*Assigned task*: Exactly how many lines in the entries contain "count"? Give that number alone.

*Recorded data*:
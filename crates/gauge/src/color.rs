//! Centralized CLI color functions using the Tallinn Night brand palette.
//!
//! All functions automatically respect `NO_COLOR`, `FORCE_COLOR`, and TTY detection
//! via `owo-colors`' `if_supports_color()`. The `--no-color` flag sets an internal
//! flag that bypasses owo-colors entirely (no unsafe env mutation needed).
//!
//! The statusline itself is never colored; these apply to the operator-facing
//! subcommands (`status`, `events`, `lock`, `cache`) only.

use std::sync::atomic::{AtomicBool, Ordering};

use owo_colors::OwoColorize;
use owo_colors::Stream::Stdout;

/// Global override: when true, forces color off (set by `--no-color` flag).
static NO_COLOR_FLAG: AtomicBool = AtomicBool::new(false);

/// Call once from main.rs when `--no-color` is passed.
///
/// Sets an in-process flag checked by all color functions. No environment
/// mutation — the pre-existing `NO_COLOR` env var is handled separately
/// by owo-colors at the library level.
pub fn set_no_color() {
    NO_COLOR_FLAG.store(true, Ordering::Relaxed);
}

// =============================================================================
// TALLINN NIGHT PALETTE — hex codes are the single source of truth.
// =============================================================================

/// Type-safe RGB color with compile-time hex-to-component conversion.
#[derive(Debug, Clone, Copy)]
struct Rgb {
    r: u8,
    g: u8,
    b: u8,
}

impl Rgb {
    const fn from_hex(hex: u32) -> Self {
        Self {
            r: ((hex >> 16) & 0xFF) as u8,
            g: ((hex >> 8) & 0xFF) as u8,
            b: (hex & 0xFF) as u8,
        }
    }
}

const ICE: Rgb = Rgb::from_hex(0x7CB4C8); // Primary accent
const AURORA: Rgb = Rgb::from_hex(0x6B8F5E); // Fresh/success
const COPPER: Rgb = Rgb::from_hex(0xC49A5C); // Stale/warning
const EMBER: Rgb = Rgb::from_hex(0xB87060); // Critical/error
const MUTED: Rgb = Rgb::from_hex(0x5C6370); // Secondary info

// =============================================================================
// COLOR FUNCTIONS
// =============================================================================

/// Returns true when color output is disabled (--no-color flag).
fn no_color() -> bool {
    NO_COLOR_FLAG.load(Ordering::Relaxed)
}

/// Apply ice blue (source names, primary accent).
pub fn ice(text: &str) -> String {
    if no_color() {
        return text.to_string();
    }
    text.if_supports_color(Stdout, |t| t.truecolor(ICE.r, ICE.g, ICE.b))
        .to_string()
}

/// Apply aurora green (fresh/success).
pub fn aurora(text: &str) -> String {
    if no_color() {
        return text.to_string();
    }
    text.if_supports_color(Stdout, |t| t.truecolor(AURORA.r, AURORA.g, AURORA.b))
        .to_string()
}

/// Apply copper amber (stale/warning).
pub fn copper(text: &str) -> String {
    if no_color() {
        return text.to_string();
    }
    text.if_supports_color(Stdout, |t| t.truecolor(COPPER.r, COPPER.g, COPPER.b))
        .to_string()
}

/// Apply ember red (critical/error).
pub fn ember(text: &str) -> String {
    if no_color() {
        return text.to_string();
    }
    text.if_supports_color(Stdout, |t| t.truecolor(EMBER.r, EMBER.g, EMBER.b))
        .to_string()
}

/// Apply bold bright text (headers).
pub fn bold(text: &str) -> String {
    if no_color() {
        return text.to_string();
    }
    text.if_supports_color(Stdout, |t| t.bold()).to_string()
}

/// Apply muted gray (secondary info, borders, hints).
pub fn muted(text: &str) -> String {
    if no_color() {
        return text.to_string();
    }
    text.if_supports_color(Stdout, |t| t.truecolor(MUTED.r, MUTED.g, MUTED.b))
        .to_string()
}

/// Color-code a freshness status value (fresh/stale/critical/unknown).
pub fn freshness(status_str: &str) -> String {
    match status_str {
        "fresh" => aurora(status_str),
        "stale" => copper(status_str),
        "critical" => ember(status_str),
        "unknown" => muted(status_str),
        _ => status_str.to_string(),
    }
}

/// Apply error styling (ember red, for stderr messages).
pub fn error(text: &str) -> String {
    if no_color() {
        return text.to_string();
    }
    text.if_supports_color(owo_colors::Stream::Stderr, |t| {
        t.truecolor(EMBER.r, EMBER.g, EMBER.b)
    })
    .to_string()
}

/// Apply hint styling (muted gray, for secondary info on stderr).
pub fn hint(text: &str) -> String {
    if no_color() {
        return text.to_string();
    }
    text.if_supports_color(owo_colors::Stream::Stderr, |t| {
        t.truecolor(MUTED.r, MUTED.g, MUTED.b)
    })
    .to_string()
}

--

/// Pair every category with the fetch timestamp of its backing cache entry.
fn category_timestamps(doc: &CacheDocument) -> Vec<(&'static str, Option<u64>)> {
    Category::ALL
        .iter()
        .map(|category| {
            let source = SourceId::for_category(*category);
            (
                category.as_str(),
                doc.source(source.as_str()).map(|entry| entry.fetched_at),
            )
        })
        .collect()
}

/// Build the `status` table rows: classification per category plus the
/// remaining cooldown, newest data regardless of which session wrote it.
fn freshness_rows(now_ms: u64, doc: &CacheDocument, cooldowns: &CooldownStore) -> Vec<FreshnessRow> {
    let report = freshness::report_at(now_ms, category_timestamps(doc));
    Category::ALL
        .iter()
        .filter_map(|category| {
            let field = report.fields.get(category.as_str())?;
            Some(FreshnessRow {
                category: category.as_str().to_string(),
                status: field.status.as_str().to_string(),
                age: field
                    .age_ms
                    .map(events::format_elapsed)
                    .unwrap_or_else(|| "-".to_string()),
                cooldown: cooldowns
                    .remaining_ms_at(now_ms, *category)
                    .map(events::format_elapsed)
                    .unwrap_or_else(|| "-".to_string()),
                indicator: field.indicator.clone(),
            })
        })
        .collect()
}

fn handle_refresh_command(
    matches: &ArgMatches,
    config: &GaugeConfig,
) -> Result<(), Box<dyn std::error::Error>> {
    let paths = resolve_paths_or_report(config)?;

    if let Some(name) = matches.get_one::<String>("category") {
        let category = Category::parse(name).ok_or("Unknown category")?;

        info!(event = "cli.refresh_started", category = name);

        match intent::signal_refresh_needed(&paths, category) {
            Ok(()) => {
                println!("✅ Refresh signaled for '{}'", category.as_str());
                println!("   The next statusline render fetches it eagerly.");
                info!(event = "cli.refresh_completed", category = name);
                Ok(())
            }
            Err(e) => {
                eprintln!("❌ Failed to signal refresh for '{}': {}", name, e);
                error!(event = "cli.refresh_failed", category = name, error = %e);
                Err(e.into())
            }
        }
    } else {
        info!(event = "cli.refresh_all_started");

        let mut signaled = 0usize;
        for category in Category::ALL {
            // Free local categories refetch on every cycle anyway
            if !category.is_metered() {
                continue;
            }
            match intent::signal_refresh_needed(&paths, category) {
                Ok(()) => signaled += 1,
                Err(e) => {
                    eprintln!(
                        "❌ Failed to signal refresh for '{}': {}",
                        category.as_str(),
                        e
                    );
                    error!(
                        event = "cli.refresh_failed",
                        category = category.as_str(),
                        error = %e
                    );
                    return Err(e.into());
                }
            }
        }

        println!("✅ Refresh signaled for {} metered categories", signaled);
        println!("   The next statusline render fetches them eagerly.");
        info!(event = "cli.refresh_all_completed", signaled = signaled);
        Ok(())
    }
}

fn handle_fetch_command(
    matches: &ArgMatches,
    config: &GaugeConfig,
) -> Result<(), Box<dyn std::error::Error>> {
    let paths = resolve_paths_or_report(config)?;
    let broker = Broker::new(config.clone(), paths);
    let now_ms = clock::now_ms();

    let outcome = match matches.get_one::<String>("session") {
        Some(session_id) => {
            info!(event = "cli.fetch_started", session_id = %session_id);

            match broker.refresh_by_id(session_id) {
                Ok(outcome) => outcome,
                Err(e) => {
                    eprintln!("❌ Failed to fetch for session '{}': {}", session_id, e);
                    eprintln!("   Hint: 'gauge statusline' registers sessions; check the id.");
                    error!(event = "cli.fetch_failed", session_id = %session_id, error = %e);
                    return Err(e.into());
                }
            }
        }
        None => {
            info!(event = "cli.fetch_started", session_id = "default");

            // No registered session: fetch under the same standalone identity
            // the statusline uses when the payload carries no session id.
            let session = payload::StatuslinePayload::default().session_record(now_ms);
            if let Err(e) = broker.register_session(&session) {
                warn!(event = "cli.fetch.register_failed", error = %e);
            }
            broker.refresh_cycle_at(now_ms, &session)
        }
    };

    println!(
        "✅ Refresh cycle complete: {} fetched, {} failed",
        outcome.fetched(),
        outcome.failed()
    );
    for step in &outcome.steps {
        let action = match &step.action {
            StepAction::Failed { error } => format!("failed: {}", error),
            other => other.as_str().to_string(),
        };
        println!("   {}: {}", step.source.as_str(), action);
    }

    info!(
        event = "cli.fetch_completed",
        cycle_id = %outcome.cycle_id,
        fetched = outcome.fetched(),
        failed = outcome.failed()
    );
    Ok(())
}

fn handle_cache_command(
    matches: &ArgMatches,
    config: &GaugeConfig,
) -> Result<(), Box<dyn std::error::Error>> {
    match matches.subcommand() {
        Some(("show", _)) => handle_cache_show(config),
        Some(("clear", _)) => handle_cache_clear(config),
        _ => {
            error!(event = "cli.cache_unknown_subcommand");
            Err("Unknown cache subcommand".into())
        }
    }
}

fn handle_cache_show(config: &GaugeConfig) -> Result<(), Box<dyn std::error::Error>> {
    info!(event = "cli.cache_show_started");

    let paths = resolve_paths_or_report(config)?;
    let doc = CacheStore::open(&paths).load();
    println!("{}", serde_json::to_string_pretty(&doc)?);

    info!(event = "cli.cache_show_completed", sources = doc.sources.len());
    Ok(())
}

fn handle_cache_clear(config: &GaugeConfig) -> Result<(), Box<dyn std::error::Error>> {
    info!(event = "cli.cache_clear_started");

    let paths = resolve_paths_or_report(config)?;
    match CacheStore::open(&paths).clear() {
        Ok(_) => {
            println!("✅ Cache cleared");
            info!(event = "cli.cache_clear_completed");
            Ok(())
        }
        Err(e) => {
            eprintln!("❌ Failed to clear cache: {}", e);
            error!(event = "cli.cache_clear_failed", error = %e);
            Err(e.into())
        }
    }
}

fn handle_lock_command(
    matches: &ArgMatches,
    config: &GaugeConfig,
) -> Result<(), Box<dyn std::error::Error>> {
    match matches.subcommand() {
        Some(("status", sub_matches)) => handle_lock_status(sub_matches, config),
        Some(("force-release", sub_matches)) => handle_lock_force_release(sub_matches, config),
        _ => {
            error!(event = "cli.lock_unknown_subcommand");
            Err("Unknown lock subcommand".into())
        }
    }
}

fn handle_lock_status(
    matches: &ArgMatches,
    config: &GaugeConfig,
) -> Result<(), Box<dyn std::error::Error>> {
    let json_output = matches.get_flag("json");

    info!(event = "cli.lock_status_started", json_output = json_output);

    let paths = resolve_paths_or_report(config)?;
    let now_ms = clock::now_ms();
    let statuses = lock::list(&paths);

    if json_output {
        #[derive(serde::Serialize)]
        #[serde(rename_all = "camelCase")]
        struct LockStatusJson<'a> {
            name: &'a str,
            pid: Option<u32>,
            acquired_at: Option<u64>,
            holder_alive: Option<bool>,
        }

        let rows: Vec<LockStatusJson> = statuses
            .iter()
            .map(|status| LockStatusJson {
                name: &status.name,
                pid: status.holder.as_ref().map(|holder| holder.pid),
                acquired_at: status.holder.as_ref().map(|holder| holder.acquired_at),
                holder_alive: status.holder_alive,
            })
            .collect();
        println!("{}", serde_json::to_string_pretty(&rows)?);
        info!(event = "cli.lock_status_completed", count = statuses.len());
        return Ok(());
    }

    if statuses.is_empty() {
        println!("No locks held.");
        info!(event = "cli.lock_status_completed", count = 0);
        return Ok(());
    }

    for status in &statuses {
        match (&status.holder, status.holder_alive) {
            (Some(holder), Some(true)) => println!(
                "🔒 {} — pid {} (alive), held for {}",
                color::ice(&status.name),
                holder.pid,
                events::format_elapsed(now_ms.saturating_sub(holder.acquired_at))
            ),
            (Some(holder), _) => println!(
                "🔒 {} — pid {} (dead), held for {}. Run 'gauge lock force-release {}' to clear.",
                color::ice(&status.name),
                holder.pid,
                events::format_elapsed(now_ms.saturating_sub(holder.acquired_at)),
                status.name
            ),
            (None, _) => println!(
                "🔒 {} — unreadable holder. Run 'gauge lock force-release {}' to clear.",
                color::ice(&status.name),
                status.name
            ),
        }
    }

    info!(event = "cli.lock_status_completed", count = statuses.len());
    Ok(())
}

*Reply*: 3